WHAT THE TASK REQUIRES
Please reproduce the data in its entirety, word for word.

Top of DATA SUPPLIED

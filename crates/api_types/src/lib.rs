//! Wire types of the Harambee HTTP API.
//!
//! Amounts are integer minor units (cents). Enumerations such as payment
//! methods, frequencies and states travel as snake_case strings so that the
//! engine, not the JSON decoder, decides what is supported.

use chrono::{DateTime, NaiveDate, Utc};
use serde::{Deserialize, Serialize};
use uuid::Uuid;

pub mod donation {
    use super::*;

    #[derive(Debug, Serialize, Deserialize)]
    pub struct DonationNew {
        pub campaign_id: String,
        pub amount_minor: i64,
        /// `mobile_money` (alias `mpesa`), `card` or `bank_transfer`.
        pub method: String,
        /// `monthly`, `quarterly` or `yearly` for a recurring pledge.
        pub frequency: Option<String>,
        #[serde(default)]
        pub is_anonymous: bool,
        pub dedication_message: Option<String>,
        pub idempotency_key: Option<String>,
    }

    #[derive(Debug, Serialize, Deserialize)]
    pub struct Donation {
        pub id: Uuid,
        pub campaign_id: String,
        pub donor_id: String,
        pub amount_minor: i64,
        pub fee_minor: i64,
        pub net_minor: i64,
        pub method: String,
        pub state: String,
        pub is_recurring: bool,
        pub frequency: Option<String>,
        pub is_anonymous: bool,
        pub dedication_message: Option<String>,
        pub transaction_reference: Option<String>,
        pub needs_review: bool,
        pub created_at: DateTime<Utc>,
        pub completed_at: Option<DateTime<Utc>>,
    }
}

pub mod payment {
    use super::*;

    /// How the donor intends to pay a pending donation.
    #[derive(Debug, Serialize, Deserialize)]
    #[serde(tag = "kind", rename_all = "snake_case")]
    pub enum PaymentBegin {
        /// Push a payment prompt to this handset.
        Mpesa { phone: String },
        /// Claim a bank transfer or card payment made outside the push flow.
        Manual {
            reference: String,
            receipt_url: Option<String>,
        },
    }

    #[derive(Debug, Serialize, Deserialize)]
    pub struct PaymentStarted {
        pub donation_id: Uuid,
        pub payment_id: Uuid,
        pub provider: String,
        pub reference: String,
        pub state: String,
        pub customer_message: Option<String>,
    }

    #[derive(Debug, Serialize, Deserialize)]
    pub struct PaymentAttempt {
        pub id: Uuid,
        pub provider: String,
        pub reference: String,
        pub amount_minor: i64,
        pub status: String,
        pub receipt_number: Option<String>,
        pub created_at: DateTime<Utc>,
    }

    #[derive(Debug, Serialize, Deserialize)]
    pub struct PaymentStatus {
        pub donation: super::donation::Donation,
        pub latest_attempt: Option<PaymentAttempt>,
    }
}

pub mod reconciliation {
    use super::*;

    /// Staff decision on a manual payment claim.
    #[derive(Debug, Serialize, Deserialize)]
    pub struct ClaimDecision {
        pub reference: String,
        /// Required when rejecting.
        pub reason: Option<String>,
    }
}

pub mod campaign {
    use super::*;

    #[derive(Debug, Serialize, Deserialize)]
    pub struct Campaign {
        pub id: String,
        pub title: String,
        pub status: String,
        pub goal_minor: i64,
        pub current_minor: i64,
    }
}

pub mod schedule {
    use super::*;

    #[derive(Debug, Serialize, Deserialize)]
    pub struct Schedule {
        pub id: Uuid,
        pub campaign_id: String,
        pub amount_minor: i64,
        pub frequency: String,
        pub method: String,
        pub next_due_date: NaiveDate,
        pub status: String,
        pub consecutive_failures: i32,
    }
}

/// Body of every error response.
#[derive(Debug, Serialize, Deserialize)]
pub struct ErrorBody {
    pub code: String,
    pub error: String,
}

Bottom of DATA SUPPLIED

COMPLETED EXERCISE
filename crates/api_types/src/lib.rs
//! Wire types of the Harambee HTTP API.
//!
//! Amounts are integer minor units (cents). Enumerations such as payment
//! methods, frequencies and states travel as snake_case strings so that the
//! engine, not the JSON decoder, decides what is supported.

use chrono::{DateTime, NaiveDate, Utc};
use serde::{Deserialize, Serialize};
use uuid::Uuid;

pub mod donation {
    use super::*;

    #[derive(Debug, Serialize, Deserialize)]
    pub struct DonationNew {
        pub campaign_id: String,
        pub amount_minor: i64,
        /// `mobile_money` (alias `mpesa`), `card` or `bank_transfer`.
        pub method: String,
        /// `monthly`, `quarterly` or `yearly` for a recurring pledge.
        pub frequency: Option<String>,
        #[serde(default)]
        pub is_anonymous: bool,
        pub dedication_message: Option<String>,
        pub idempotency_key: Option<String>,
    }

    #[derive(Debug, Serialize, Deserialize)]
    pub struct Donation {
        pub id: Uuid,
        pub campaign_id: String,
        pub donor_id: String,
        pub amount_minor: i64,
        pub fee_minor: i64,
        pub net_minor: i64,
        pub method: String,
        pub state: String,
        pub is_recurring: bool,
        pub frequency: Option<String>,
        pub is_anonymous: bool,
        pub dedication_message: Option<String>,
        pub transaction_reference: Option<String>,
        pub needs_review: bool,
        pub created_at: DateTime<Utc>,
        pub completed_at: Option<DateTime<Utc>>,
    }
}

pub mod payment {
    use super::*;

    /// How the donor intends to pay a pending donation.
    #[derive(Debug, Serialize, Deserialize)]
    #[serde(tag = "kind", rename_all = "snake_case")]
    pub enum PaymentBegin {
        /// Push a payment prompt to this handset.
        Mpesa { phone: String },
        /// Claim a bank transfer or card payment made outside the push flow.
        Manual {
            reference: String,
            receipt_url: Option<String>,
        },
    }

    #[derive(Debug, Serialize, Deserialize)]
    pub struct PaymentStarted {
        pub donation_id: Uuid,
        pub payment_id: Uuid,
        pub provider: String,
        pub reference: String,
        pub state: String,
        pub customer_message: Option<String>,
    }

    #[derive(Debug, Serialize, Deserialize)]
    pub struct PaymentAttempt {
        pub id: Uuid,
        pub provider: String,
        pub reference: String,
        pub amount_minor: i64,
        pub status: String,
        pub receipt_number: Option<String>,
        pub created_at: DateTime<Utc>,
    }

    #[derive(Debug, Serialize, Deserialize)]
    pub struct PaymentStatus {
        pub donation: super::donation::Donation,
        pub latest_attempt: Option<PaymentAttempt>,
    }
}

pub mod reconciliation {
    use super::*;

    /// Staff decision on a manual payment claim.
    #[derive(Debug, Serialize, Deserialize)]
    pub struct ClaimDecision {
        pub reference: String,
        /// Required when rejecting.
        pub reason: Option<String>,
    }
}

pub mod campaign {
    use super::*;

    #[derive(Debug, Serialize, Deserialize)]
    pub struct Campaign {
        pub id: String,
        pub title: String,
        pub status: String,
        pub goal_minor: i64,
        pub current_minor: i64,
    }
}

pub mod schedule {
    use super::*;

    #[derive(Debug, Serialize, Deserialize)]
    pub struct Schedule {
        pub id: Uuid,
        pub campaign_id: String,
        pub amount_minor: i64,
        pub frequency: String,
        pub method: String,
        pub next_due_date: NaiveDate,
        pub status: String,
        pub consecutive_failures: i32,
    }
}

/// Body of every error response.
#[derive(Debug, Serialize, Deserialize)]
pub struct ErrorBody {
    pub code: String,
    pub error: String,
}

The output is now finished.